Comment vous expliquer le sentiment du condamné ? Il est si complexe. Pour celui qui a dépassé le stade de la souffrance, l’épreuve n’est rien. Mais il apparaît juste de vaincre la bêtise animale des persécuteurs (Daniel dans la fosse, les hébreux dans la fournaise, etc…). Quoique les martyrs qui n’ont pas réussi soient nombreux. Je dis bien bêtise animale (nous en avons été). Que penseront de leurs actes dans quelques années les magistrats les plus sectaires ? S’imaginent-ils qu’on peut étouffer une vérité par des crimes, si légaux soient-ils en apparence ? Les hommes sont toujours forcés de s’opposer à l’idée. On ne peut pas plus empêcher la liberté de se répandre que l’ordre de s’instituer. Mais ce monde matériel est fragile. Le moindre feu le dévore, et c’est poussière et destruction.

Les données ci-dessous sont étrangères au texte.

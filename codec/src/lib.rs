//! Read and write SEG-Y seismic files.
//!
//! # Overview
//!
//! A SEG-Y file is a fixed-size file header followed by fixed-size trace records. This crate
//! decodes and encodes every block of that layout in either byte order, converts samples between
//! the supported on-disk formats and `f32`, and provides helpers to detect the layout of an
//! unknown file.
//!
//! # Format
//!
//! ```text
//! +------------------+-------------------+----------------------------------------+-----+
//! | Text header      | Binary header     | Trace 0                                | ... |
//! | 40 x 80 bytes    | 400 bytes         | 240-byte header | n_samp * size(format) |     |
//! | ASCII or EBCDIC  | 30 integer fields | 78 integer fields | samples             |     |
//! +------------------+-------------------+----------------------------------------+-----+
//! 0                  3200                3600
//! ```
//!
//! Integer header fields are 2 or 4 bytes wide (see [fields]). All values are exposed as `f64`
//! so they can be stored in a single header matrix.
//!
//! # Sample formats
//!
//! | Code | Format                       |
//! |------|------------------------------|
//! | 1    | 4-byte IBM hexadecimal float |
//! | 2    | 4-byte two's complement int  |
//! | 3    | 2-byte two's complement int  |
//! | 5    | 4-byte IEEE float            |
//! | 8    | 1-byte two's complement int  |
//!
//! # Example
//!
//! ```no_run
//! use geoseis_codec::Reader;
//!
//! let mut reader = Reader::open("survey.sgy").unwrap();
//! let layout = *reader.layout();
//! let text = reader.text_header().unwrap();
//! let chunk = reader.read_chunk(0..layout.traces.min(10)).unwrap();
//! println!("{} traces of {} samples", layout.traces, layout.samples);
//! println!("{}", text.rows()[0]);
//! assert_eq!(chunk.samples.len(), chunk.traces() * layout.samples);
//! ```

use bytes::{Buf, BufMut};

pub mod ebcdic;
pub mod error;
pub mod fields;
mod file;
mod header;
pub mod progress;
pub mod sample;

pub use error::Error;
pub use file::{
    detect_endian, detect_format, detect_text_encoding, is_segy, sample_count, sample_interval,
    trace_count, Chunk, Layout, Overrides, Probe, Reader, Writer,
};
pub use header::{BinaryHeader, TextHeader, TraceHeader};
pub use progress::{Progress, Tracker};

/// Size of the textual file header.
pub const TEXT_HEADER_SIZE: usize = 3200;
/// Rows in the textual file header.
pub const TEXT_ROWS: usize = 40;
/// Bytes per row of the textual file header.
pub const TEXT_COLUMNS: usize = 80;
/// Size of the binary file header.
pub const BINARY_HEADER_SIZE: usize = 400;
/// Size of both file headers.
pub const FILE_HEADER_SIZE: usize = TEXT_HEADER_SIZE + BINARY_HEADER_SIZE;
/// Size of each trace header.
pub const TRACE_HEADER_SIZE: usize = 240;

/// Byte order of binary values.
#[derive(Clone, Copy, Debug, Default, PartialEq, Eq, Hash)]
pub enum Endian {
    #[default]
    Big,
    Little,
}

/// Character encoding of the textual file header.
#[derive(Clone, Copy, Debug, Default, PartialEq, Eq, Hash)]
pub enum TextEncoding {
    Ascii,
    #[default]
    Ebcdic,
}

/// On-disk encoding of trace samples.
#[derive(Clone, Copy, Debug, Default, PartialEq, Eq, Hash)]
pub enum SampleFormat {
    /// 4-byte IBM hexadecimal float.
    Ibm,
    /// 4-byte two's complement integer.
    Int4,
    /// 2-byte two's complement integer.
    Int2,
    /// 4-byte IEEE float.
    #[default]
    Ieee,
    /// 1-byte two's complement integer.
    Int1,
}

impl SampleFormat {
    /// The binary header `FORMAT` code.
    pub const fn code(self) -> i16 {
        match self {
            Self::Ibm => 1,
            Self::Int4 => 2,
            Self::Int2 => 3,
            Self::Ieee => 5,
            Self::Int1 => 8,
        }
    }

    /// Bytes per sample.
    pub const fn size(self) -> usize {
        match self {
            Self::Ibm | Self::Int4 | Self::Ieee => 4,
            Self::Int2 => 2,
            Self::Int1 => 1,
        }
    }

    /// Resolve a `FORMAT` code.
    pub fn from_code(code: i64) -> Result<Self, Error> {
        match code {
            1 => Ok(Self::Ibm),
            2 => Ok(Self::Int4),
            3 => Ok(Self::Int2),
            5 => Ok(Self::Ieee),
            8 => Ok(Self::Int1),
            other => Err(Error::UnsupportedFormat(other)),
        }
    }
}

/// A fixed-size block of a SEG-Y file.
///
/// `Cfg` carries whatever the block needs to interpret its bytes (byte order for binary blocks,
/// character encoding for the textual header).
pub trait Block: Sized {
    /// Encoded size in bytes.
    const SIZE: usize;

    /// Name used in error messages.
    const NAME: &'static str;

    /// Configuration required to read or write the block.
    type Cfg: Copy;

    /// Encodes this block by writing exactly [Block::SIZE] bytes to a buffer.
    fn write(&self, buf: &mut impl BufMut, cfg: Self::Cfg) -> Result<(), Error>;

    /// Reads a block from the buffer, consuming exactly [Block::SIZE] bytes.
    ///
    /// Callers must ensure at least [Block::SIZE] bytes remain.
    fn read_cfg(buf: &mut impl Buf, cfg: Self::Cfg) -> Result<Self, Error>;

    /// Encodes the block into a new buffer.
    fn encode(&self, cfg: Self::Cfg) -> Result<Vec<u8>, Error> {
        let mut buf = Vec::with_capacity(Self::SIZE);
        self.write(&mut buf, cfg)?;
        assert_eq!(buf.len(), Self::SIZE, "write() did not write expected bytes");
        Ok(buf)
    }

    /// Decodes a block from a buffer holding exactly [Block::SIZE] bytes.
    fn decode(mut bytes: &[u8], cfg: Self::Cfg) -> Result<Self, Error> {
        if bytes.len() < Self::SIZE {
            return Err(Error::EndOfBuffer(Self::NAME));
        }
        let block = Self::read_cfg(&mut bytes, cfg)?;
        if !bytes.is_empty() {
            return Err(Error::ExtraData(Self::NAME, bytes.len()));
        }
        Ok(block)
    }
}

Il y a l’envie d’une nouvelle expérience (plus belle) dans l’au-delà, délivré des contingences, parvenu à la connaissance de l’immatériel (celle-ci doit s’opérer sans rupture ou non ? L’essence ne souffre jamais de la volatilisation des formes). Il y a le souci d’aider dans leur faiblesse ceux qu’on aime. Ce fleuve d’amour pour les êtres chers, qui eux aussi passeront par la porte de l’évanescence pour aller plus haut. Il y a la compassion pour ceux qui nous condamnent, qui souffrent tant obscurément de leurs désirs inexprimés, qu’il leur faut déblayer charnellement le chemin devant eux. Et plus ils usent de violence, plus les cadavres s’accumulent, plus les ténèbres envahissent leur conscience. En somme, le dernier souci du condamné que je suis (en apparence, mentalement, je n’accepte pas la condamnation) serait maintenant de se justifier. Mais c’est déjà fait. Et puis la vie court si vite. Regardez les évènements depuis trois mois. On est ahuri en pensant à quel point ce que nous avons dit « colle » avec les catastrophes de demain. Il ne fait pas bon d’être bon prophète devant les mauvaises foules. A vouloir dire la vérité, on se fait piétiner.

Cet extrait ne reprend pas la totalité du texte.